• [EXERCISE DESCRIPTION]: Whenever a line in the entries below contains "values", copy that line.
"""
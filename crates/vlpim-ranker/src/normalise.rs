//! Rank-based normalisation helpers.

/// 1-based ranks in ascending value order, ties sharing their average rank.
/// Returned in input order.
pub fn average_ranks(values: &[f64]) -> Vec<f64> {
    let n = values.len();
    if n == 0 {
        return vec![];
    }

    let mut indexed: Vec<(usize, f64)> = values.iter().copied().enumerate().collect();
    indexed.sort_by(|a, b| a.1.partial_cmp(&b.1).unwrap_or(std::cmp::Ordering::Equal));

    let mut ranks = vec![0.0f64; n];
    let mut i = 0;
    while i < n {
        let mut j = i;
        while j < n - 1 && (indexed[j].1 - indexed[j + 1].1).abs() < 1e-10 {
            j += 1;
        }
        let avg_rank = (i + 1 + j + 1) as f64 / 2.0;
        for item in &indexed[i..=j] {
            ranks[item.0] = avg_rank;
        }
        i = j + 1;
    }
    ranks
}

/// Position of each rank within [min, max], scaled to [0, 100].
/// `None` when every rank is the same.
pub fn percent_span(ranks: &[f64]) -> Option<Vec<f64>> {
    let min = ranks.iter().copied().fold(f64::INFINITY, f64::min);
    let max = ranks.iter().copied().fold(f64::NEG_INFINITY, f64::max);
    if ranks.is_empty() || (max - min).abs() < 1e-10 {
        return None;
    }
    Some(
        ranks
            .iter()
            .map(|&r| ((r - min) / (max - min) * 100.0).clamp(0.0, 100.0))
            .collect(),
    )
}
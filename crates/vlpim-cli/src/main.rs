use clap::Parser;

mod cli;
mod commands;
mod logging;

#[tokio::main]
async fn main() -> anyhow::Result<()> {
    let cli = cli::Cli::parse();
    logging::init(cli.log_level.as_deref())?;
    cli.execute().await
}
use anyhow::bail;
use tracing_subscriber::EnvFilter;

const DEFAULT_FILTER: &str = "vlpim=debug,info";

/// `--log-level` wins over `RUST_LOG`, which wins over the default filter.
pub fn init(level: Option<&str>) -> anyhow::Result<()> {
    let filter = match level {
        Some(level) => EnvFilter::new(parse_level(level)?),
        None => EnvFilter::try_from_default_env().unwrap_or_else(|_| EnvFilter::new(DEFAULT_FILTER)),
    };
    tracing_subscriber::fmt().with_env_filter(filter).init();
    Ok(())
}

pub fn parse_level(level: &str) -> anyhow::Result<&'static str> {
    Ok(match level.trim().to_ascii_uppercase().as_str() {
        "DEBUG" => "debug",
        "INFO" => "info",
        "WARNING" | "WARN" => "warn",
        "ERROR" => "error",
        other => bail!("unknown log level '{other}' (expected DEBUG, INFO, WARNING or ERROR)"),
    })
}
"""
• [RESULT OF THE TASK]:
pub fn average_ranks(values: &[f64]) -> Vec<f64> {
    let n = values.len();
    let mut indexed: Vec<(usize, f64)> = values.iter().copied().enumerate().collect();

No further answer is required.